Wouldn’t it be great if you could put out a piece of content on your website, and that content was continually updated and improved with no additional work on your end?
There is such a thing – it’s the ability for people to leave comments on things you write. When you give this ability to your visitors, you not only get free content, but the search engines love you more because every time they come back to a page on your site, there is more keyword rich and industry-related information about your product or service.
For instance, check out this blog post. The company, STLBeds, created a great piece of content on the problems people were having with memory foam. This piece took a few hours to craft, and resulted in a total of 916 total words published. Since that piece went live on their site, they’ve had over 150 additional, free comments added. The result? As of writing this piece, 20,469 words – all related in some way to memory foam, mattresses, and other keywords that STLBeds is targeting in the first place.
Many people, however, shy away from asking for comments, or they disable them altogether. That’s a tragedy – they’re missing a huge opportunity for free content. Below are my thoughts on the comments section of your website, the various ways to handle it, and why some great WordPress plugins don’t really do the trick.
Anyone Can Leave Comments on My Site
The most common reason I hear for people not wanting comments on their website is because they think anyone can leave any comment on their site. While this is technically true, it’s important to know that any comment added to your site can be put into moderation. This means it won’t ‘show up’ on your website until you approve it.
If you had ultimate control (which you do), why wouldn’t you enable the comment function on your site? If someone (mainly a competitor or mad employee) leaves harsh comments, all you have to do is not approve them, and no one will ever know.
I Get Hundreds of Spammy Comments Every Day
First off, let me just say: we all do. I can’t even fathom how much wasted electricity and bandwidth is wasted each month on comment bots that troll the Internet looking for blogs they can spam.
But once again, this is actually really easy to control. For WordPress, spam filtering plugins like Akismet and Anitspam Bee are great at learning what IP addresses are typically spamming, what keywords are related to spam, and how to automatically quarantine these messages for website owners.
Now, it does take these services some time to learn who’s good and who’s bad, so a spammy message or two may fall through the cracks from time to time, but the amount of spam they catch makes those few infractions worth the headache.
I Like Facebook Comments Better
You’re right – integrating Facebook comments into your website has some terrific benefits:
- The amount of spam is nearly zero because everyone has to be logged in to leave a comment.
- Comments are posted to your Facebook page, causing more interaction and traffic.
- Other people see their friends’ comments and come to my site.
- Easy integration with a plugin – I don’t have to spend time moderating
While these are true, there’s one deal breaker for me – Facebook comments aren’t SEO friendly.
Let me explain.
The problem with Facebook comments isn’t really that they’re not SEO friendly, but rather that they’re not SEO friendly for your site. It’s in the way that the comments are pulled in. The code behind the scenes simply overlays Facebook’s comments onto your post. When the search engines come to read your content, they don’t see those comments because they aren’t really part of your website – they’re part of Facebook’s content that just happens to show up on your page.

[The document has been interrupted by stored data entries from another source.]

//! Fallback plumbing shared by the sentiment and news services.
//!
//! Every public operation in this crate is total: a failed remote call is
//! turned into synthetic data and the reason goes to a [`DiagnosticSink`]
//! instead of the caller.

use std::future::Future;
use std::sync::Mutex;

use thiserror::Error;
use tracing::warn;

/// Why a remote call was abandoned in favour of synthetic data.
#[derive(Debug, Clone, PartialEq, Eq, Error)]
pub enum FallbackReason {
    #[error("no credential configured")]
    MissingCredential,
    #[error("transport failure: {0}")]
    Transport(String),
    #[error("malformed response: {0}")]
    MalformedResponse(String),
    #[error("service reported an error: {0}")]
    ServiceReported(String),
}

impl FallbackReason {
    /// Short stable name, used as a structured log field.
    pub fn kind(&self) -> &'static str {
        match self {
            FallbackReason::MissingCredential => "missing_credential",
            FallbackReason::Transport(_) => "transport",
            FallbackReason::MalformedResponse(_) => "malformed_response",
            FallbackReason::ServiceReported(_) => "service_reported",
        }
    }
}

impl From<reqwest::Error> for FallbackReason {
    fn from(err: reqwest::Error) -> Self {
        if err.is_decode() {
            FallbackReason::MalformedResponse(err.to_string())
        } else {
            FallbackReason::Transport(err.to_string())
        }
    }
}

/// One fallback occurrence, as seen by a sink.
#[derive(Debug, Clone, PartialEq, Eq)]
pub struct FallbackEvent {
    pub operation: &'static str,
    pub reason: FallbackReason,
}

/// Side channel receiving the reason each time an operation falls back.
pub trait DiagnosticSink: Send + Sync {
    fn record(&self, operation: &'static str, reason: &FallbackReason);
}

/// Default sink: a `warn!` line per fallback.
#[derive(Debug, Default, Clone, Copy)]
pub struct TracingSink;

impl DiagnosticSink for TracingSink {
    fn record(&self, operation: &'static str, reason: &FallbackReason) {
        warn!(operation, kind = reason.kind(), "{}, using mock data", reason);
    }
}

/// Keeps every event in memory. Also logs like [`TracingSink`].
#[derive(Debug, Default)]
pub struct RecordingSink {
    events: Mutex<Vec<FallbackEvent>>,
}

impl RecordingSink {
    pub fn new() -> Self {
        Self::default()
    }

    pub fn events(&self) -> Vec<FallbackEvent> {
        self.events
            .lock()
            .map(|events| events.clone())
            .unwrap_or_default()
    }

    pub fn is_empty(&self) -> bool {
        self.events.lock().map(|events| events.is_empty()).unwrap_or(true)
    }
}

impl DiagnosticSink for RecordingSink {
    fn record(&self, operation: &'static str, reason: &FallbackReason) {
        TracingSink.record(operation, reason);
        if let Ok(mut events) = self.events.lock() {
            events.push(FallbackEvent {
                operation,
                reason: reason.clone(),
            });
        }
    }
}

/// Await `attempt`; on error report it to `sink` and return `fallback()` instead.
pub async fn with_fallback<T, Fut, F>(
    operation: &'static str,
    sink: &dyn DiagnosticSink,
    attempt: Fut,
    fallback: F,
) -> T
where
    Fut: Future<Output = Result<T, FallbackReason>>,
    F: FnOnce() -> T,
{
    match attempt.await {
        Ok(value) => value,
        Err(reason) => {
            sink.record(operation, &reason);
            fallback()
        }
    }
}

#[cfg(test)]
mod tests {
    use super::*;

    #[tokio::test]
    async fn success_skips_fallback_and_sink() {
        let sink = RecordingSink::new();
        let value = with_fallback("op", &sink, async { Ok::<_, FallbackReason>(7) }, || 0).await;

        assert_eq!(value, 7);
        assert!(sink.is_empty());
    }

    #[tokio::test]
    async fn failure_records_reason_and_uses_fallback() {
        let sink = RecordingSink::new();
        let value = with_fallback(
            "op",
            &sink,
            async { Err::<i32, _>(FallbackReason::MalformedResponse("no choices".into())) },
            || 42,
        )
        .await;

        assert_eq!(value, 42);
        assert_eq!(
            sink.events(),
            vec![FallbackEvent {
                operation: "op",
                reason: FallbackReason::MalformedResponse("no choices".into()),
            }]
        );
    }

    #[test]
    fn reason_kinds_are_distinct() {
        let kinds = [
            FallbackReason::MissingCredential.kind(),
            FallbackReason::Transport(String::new()).kind(),
            FallbackReason::MalformedResponse(String::new()).kind(),
            FallbackReason::ServiceReported(String::new()).kind(),
        ];
        for (i, a) in kinds.iter().enumerate() {
            for b in &kinds[i + 1..] {
                assert_ne!(a, b);
            }
        }
    }
}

Which means you get no credit for them.
Which means no one is building free content for you.
In my opinion, this makes having FB comments on my site a no-go. I want that content. I want the search engines to give me credit for that content.
Disclaimer: There is a way to integrate Facebook comments into your site, where the search engines see them as actual content on your site. This can be achieved by using the API graph from Facebook, causing the comments to, as I said, show on your site. The biggest problem here is that Facebook can change that API at any time, causing your comments (ie: free content) to disappear along with them.
What About Disqus Comments?
Not much different than the FB situation mentioned above, Disqus is another great way to keep your comments in one place for easy management. The problem with them is that they use some somewhat sneaky ways to show the comments on your site. The tags they use cause the content to be hidden by default from the average user, and that’s a problem with Google.
Is it worth getting on Google’s bad side? No way.
Summary
I’m a fan of doing things right and not trying to cheat the system. I’m also a fan of keeping on Google’s good side. Because of those two things, I avoid using third-party commenting systems for my site.